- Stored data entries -
==============================
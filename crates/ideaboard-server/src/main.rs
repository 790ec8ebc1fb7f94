mod api;
mod middleware;

use std::sync::Arc;

use tracing_subscriber::EnvFilter;

use ideaboard_store::{ArtifactBackend, DateCatalog, DirCatalog, StaticCatalog};

use crate::api::{build_app, AppState};

#[tokio::main]
async fn main() -> anyhow::Result<()> {
    dotenvy::dotenv().ok();
    let config = ideaboard_core::load_app_config()?;
    let env_filter = EnvFilter::try_from_default_env()
        .or_else(|_| EnvFilter::try_new(config.log_level.clone()))?;
    tracing_subscriber::fmt().with_env_filter(env_filter).init();

    let store = Arc::new(ArtifactBackend::from_config(&config)?);
    let catalog: Arc<dyn DateCatalog> = match &config.available_dates {
        Some(keys) => Arc::new(StaticCatalog::new(keys.iter().copied())),
        None => Arc::new(DirCatalog::new(&config.data_dir)),
    };

    tracing::info!(bind = %config.bind_addr, env = %config.env, "starting ideaboard server");
    let app = build_app(AppState { store, catalog });

    let listener = tokio::net::TcpListener::bind(config.bind_addr).await?;
    axum::serve(listener, app)
        .with_graceful_shutdown(shutdown_signal())
        .await?;
    Ok(())
}

async fn shutdown_signal() {
    let ctrl_c = async {
        tokio::signal::ctrl_c()
            .await
            .expect("failed to listen for ctrl-c");
    };

    #[cfg(unix)]
    let terminate = async {
        tokio::signal::unix::signal(tokio::signal::unix::SignalKind::terminate())
            .expect("failed to install signal handler")
            .recv()
            .await;
    };

    #[cfg(not(unix))]
    let terminate = std::future::pending::<()>();

    tokio::select! {
        () = ctrl_c => {},
        () = terminate => {},
    }

    tracing::info!("received shutdown signal, starting graceful shutdown");
}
==============================
Every line above with the word "tokio" belongs in the answer, copied as written.

#[tokio::main]
    let listener = tokio::net::TcpListener::bind(config.bind_addr).await?;
        tokio::signal::ctrl_c()
        tokio::signal::unix::signal(tokio::signal::unix::SignalKind::terminate())
    tokio::select! {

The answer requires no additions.